Dia 1 – Eu e Gravetos

Sandi Bart começa a narrar a história de sua quarentena

Tenho só uma vaga noção de como vim parar aqui.

Adoraria dizer “permita-me apresentar, caro leitor”, e desfiar uma série de credenciais literárias, grandes feitos, talvez um ou dois prêmios relevantes, no mínimo uma música gravada em 1998 que tivesse tocado bastante na rádio e ainda causasse nas pessoas alguma lembrança longínqua de um refrão ruim. Não tenho nada disso.

No máximo posso dizer que quando mais jovem eu: a) tinha um respeitabilíssimo bicudão de direita; b) conseguia tocar o hino nacional quase afinado usando as mãos como uma rudimentar ocarina; e c) sobrevivi à gripe do porco, sendo esta última a provável razão pela qual fui convidado a escrever para o Plural.

Como um veterano, esperava poder apenas contar para as gerações futuras sobre aqueles terríveis dias de confinamento, febres e medicamentos. Nenhum veterano espera que outra guerra vá explodir ali tão logo, na próxima esquina. Menos ainda que será convocado. Mas fomos. Eu e vocês, todos.

Hoje foi meu primeiro dia de home office, essa expressão tão moderna, tão google, tão tecnológica. Como tá a rede aí, pessoal? Faz chamada de vídeo coletiva, tudo funcionando, então bora botar o pib pra subir. Contei para minha mãe, ela sábia e jocosamente respondeu que já faz home office há décadas, desde que parou de fazer roça office e veio para a cidade.

Minha mãe é uma mulher engraçada.

Trabalhando de casa, e tentando não dar atenção demais à paranoia ou à hipocondria, acesso os sites oficiais do governo, esse governo tão apegado à ciência, para ver as últimas contagens de mortos e feridos. Fecho os sites para não dar atenção demais à paranoia ou à hipocondria.
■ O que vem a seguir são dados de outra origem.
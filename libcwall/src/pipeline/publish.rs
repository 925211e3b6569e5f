//! Publish stage: uploaded items -> posts, archived by date

use chrono::Local;
use std::collections::HashMap;
use std::path::Path;
use std::sync::Arc;
use tracing::{error, info, warn};

use crate::error::{CwallError, Result};
use crate::naming;
use crate::platforms::{ObjectStore, SocialPublisher};
use crate::quota::QuotaTracker;
use crate::retry::RetryPolicy;
use crate::shutdown::Shutdown;
use crate::state_log::{StateLog, StateRecord};
use crate::types::ItemState;

use super::{file_name, list_files, relative_to};

/// Tallies of one publish pass
#[derive(Debug, Clone, Copy, Default, PartialEq, Eq)]
pub struct PublishSummary {
    /// Items posted this pass, archived or not
    pub published: usize,
    /// Posted items that could not be moved into the archive; they still
    /// sit in the watch directory under their encoded name
    pub unarchived: usize,
    /// Posts still allowed today after this pass
    pub remaining: u32,
    /// Items whose every attempt failed; they stay in place for the next run
    pub failed: usize,
    /// `.JPEG` files in the watch directory that do not decode
    pub malformed: usize,
    /// Candidates not attempted because the quota ran out
    pub pending: usize,
}

pub struct PublishStage {
    store: Arc<dyn ObjectStore>,
    publisher: Arc<dyn SocialPublisher>,
    quota: QuotaTracker,
    retry: RetryPolicy,
    shutdown: Shutdown,
}

impl PublishStage {
    pub fn new(
        store: Arc<dyn ObjectStore>,
        publisher: Arc<dyn SocialPublisher>,
        daily_cap: u32,
    ) -> Self {
        let quota = QuotaTracker::new(Arc::clone(&publisher), daily_cap);
        Self {
            store,
            publisher,
            quota,
            retry: RetryPolicy::default(),
            shutdown: Shutdown::new(),
        }
    }

    pub fn with_retry(mut self, retry: RetryPolicy) -> Self {
        self.retry = retry;
        self
    }

    pub fn with_shutdown(mut self, shutdown: Shutdown) -> Self {
        self.shutdown = shutdown;
        self
    }

    /// Run one pass over `watch_dir`
    ///
    /// # Errors
    ///
    /// `CwallError::Quota` when the used count cannot be read (nothing is
    /// published), `CwallError::Auth` when the publisher rejects the token,
    /// `CwallError::Cancelled` on shutdown.
    pub async fn run(&self, watch_dir: &Path) -> Result<PublishSummary> {
        let archive_dir = naming::archive_dir_for(watch_dir, Local::now().date_naive());
        if !archive_dir.exists() {
            std::fs::create_dir_all(&archive_dir)?;
            info!("Created directory {}", archive_dir.display());
        }

        let used = self.quota.used_quota().await?;
        let cap = self.quota.cap();
        let allowance = cap.saturating_sub(used) as usize;

        let mut summary = PublishSummary::default();
        let mut candidates = Vec::new();
        for path in list_files(watch_dir)? {
            let Some(name) = file_name(&path) else {
                continue;
            };
            match naming::decode(name) {
                Ok(remote_id) => candidates.push((name.to_string(), remote_id)),
                Err(e) if is_stray_normalized(name) => {
                    warn!("Skipping {}", e);
                    summary.malformed += 1;
                }
                Err(_) => {}
            }
        }

        if allowance == 0 {
            warn!(
                "Daily quota exhausted ({} of {} used); {} items wait for tomorrow",
                used,
                cap,
                candidates.len()
            );
            summary.pending = candidates.len();
            return Ok(summary);
        }

        let log = StateLog::for_watch_dir(watch_dir);
        let items_by_remote_id = log.items_by_remote_id().unwrap_or_else(|e| {
            warn!("Ignoring unreadable {}: {}", log.path().display(), e);
            HashMap::new()
        });
        let total = candidates.len();
        for (index, (name, remote_id)) in candidates.into_iter().enumerate() {
            if summary.published >= allowance {
                summary.pending = total - index;
                info!("Quota reached; {} items left for the next run", summary.pending);
                break;
            }
            if self.shutdown.is_requested() {
                return Err(CwallError::Cancelled);
            }

            let key = items_by_remote_id
                .get(&remote_id)
                .cloned()
                .or_else(|| naming::item_key(&name))
                .unwrap_or_else(|| name.clone());
            match self.publish_item(&name, &remote_id).await {
                Ok(media_id) => {
                    info!("{} posted with id {}", name, media_id);
                    summary.published += 1;

                    let archived = archive_dir.join(&name);
                    let file = match archive(&watch_dir.join(&name), &archived) {
                        Ok(()) => relative_to(watch_dir, &archived),
                        Err(e) => {
                            error!(
                                "{} was posted but could not be archived, move it to {} by hand: {}",
                                name,
                                archive_dir.display(),
                                e
                            );
                            summary.unarchived += 1;
                            name.clone()
                        }
                    };
                    log.record(
                        StateRecord::new(&key, ItemState::Published, file).with_remote_id(&remote_id),
                    );
                }
                Err(e @ (CwallError::Auth(_) | CwallError::Cancelled)) => return Err(e),
                Err(e) => {
                    error!(
                        "{} Failed to post after {} attempts: {}",
                        name, self.retry.max_attempts, e
                    );
                    log.record(
                        StateRecord::new(&key, ItemState::Failed, name.as_str())
                            .with_remote_id(&remote_id),
                    );
                    summary.failed += 1;
                }
            }
        }

        summary.remaining = (allowance - summary.published) as u32;
        info!(
            "Published {} posts. {} failed, {} pending, {} not archived, {} of today's quota left",
            summary.published, summary.failed, summary.pending, summary.unarchived, summary.remaining
        );
        Ok(summary)
    }

    /// Create and publish a container for one stored object, with retries
    async fn publish_item(&self, name: &str, remote_id: &str) -> Result<String> {
        let image_url = self.store.public_url(remote_id);
        let label = format!("Posting {}", name);
        self.retry
            .run(&label, &self.shutdown, |_attempt| {
                let publisher = Arc::clone(&self.publisher);
                let image_url = image_url.clone();
                async move {
                    let creation_id = publisher.create_media(&image_url).await?;
                    publisher.publish_media(&creation_id).await
                }
            })
            .await
    }
}

/// Move a posted file into the archive without replacing anything there
fn archive(from: &Path, to: &Path) -> Result<()> {
    if to.exists() {
        return Err(std::io::Error::new(
            std::io::ErrorKind::AlreadyExists,
            format!("{} already exists", to.display()),
        )
        .into());
    }
    std::fs::rename(from, to)?;
    Ok(())
}

/// A `.JPEG` in the watch directory that does not decode and is not a
/// leftover normalized copy (`IMG001.JPEG`)
fn is_stray_normalized(name: &str) -> bool {
    name.ends_with(&format!(".{}", naming::NORMALIZED_EXTENSION))
        && (name.contains(naming::DELIMITER) || !name.starts_with(naming::RAW_PREFIX))
}
//! Cooperative cancellation for the pipeline's waits
//!
//! The only suspension points in a run are the inter-stage delay and the
//! pauses between publish attempts. Both go through [`Shutdown::sleep`] so a
//! signal handler can cut them short.

use std::sync::atomic::{AtomicBool, Ordering};
use std::sync::Arc;
use std::time::Duration;
use tokio::time::{sleep, Instant};

/// Granularity at which a sleeping task notices a shutdown request
const POLL_INTERVAL: Duration = Duration::from_millis(250);

/// Cloneable shutdown flag
#[derive(Debug, Clone, Default)]
pub struct Shutdown {
    requested: Arc<AtomicBool>,
}

impl Shutdown {
    pub fn new() -> Self {
        Self::default()
    }

    pub fn request(&self) {
        self.requested.store(true, Ordering::Relaxed);
    }

    pub fn is_requested(&self) -> bool {
        self.requested.load(Ordering::Relaxed)
    }

    /// Shared flag for signal handlers that need a plain `AtomicBool`
    pub fn flag(&self) -> Arc<AtomicBool> {
        Arc::clone(&self.requested)
    }

    /// Sleep for `duration` unless shutdown is requested first
    ///
    /// Returns `true` if the full duration elapsed, `false` if cut short.
    pub async fn sleep(&self, duration: Duration) -> bool {
        let deadline = Instant::now() + duration;
        loop {
            if self.is_requested() {
                return false;
            }
            let now = Instant::now();
            if now >= deadline {
                return true;
            }
            sleep(POLL_INTERVAL.min(deadline - now)).await;
        }
    }
}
À tardinha dou por encerrados os trabalhos que desenvolvi ao longo do dia sem sucumbir aos pedidos insistentes de carinho da gata aqui de casa. O nome dela é Julieta, mas eu a apelidei de Gravetos, já que sua natural tensão não permite que ela relaxe nunca suas finas perninhas de gata tensa, mesmo quando quer carinho.

Ligo por vídeo para meu afilhado. Aos três anos suas preocupações não alcançam a gravidade da pandemia. Ele me mostra suas pinturas, seus carrinhos, seu gato, seu estetoscópio. Por vídeo mesmo ele me oferece uma consulta grátis, mede minha pressão e escuta meu coração. Aparentemente estou bem. Por vídeo mesmo mandamos beijos e abraços, e por vídeo nos despedimos.

Que venha o fim de semana, que os idosos não sejam contaminados em massa, que o presidente pare de negar a ciência (ou no mínimo aprenda a colocar uma máscara direito, para seu próprio bem e dos seus), que eu possa logo abraçar novamente meu afilhado, que a guerra acabe cedo e a gente sobreviva a mais esse fim do mundo.

Se tudo correr bem logo estarei por aqui novamente. Mas agora Gravetos veio novamente pedir colo, e agora eu posso. Por favor, lavem bem as mãos.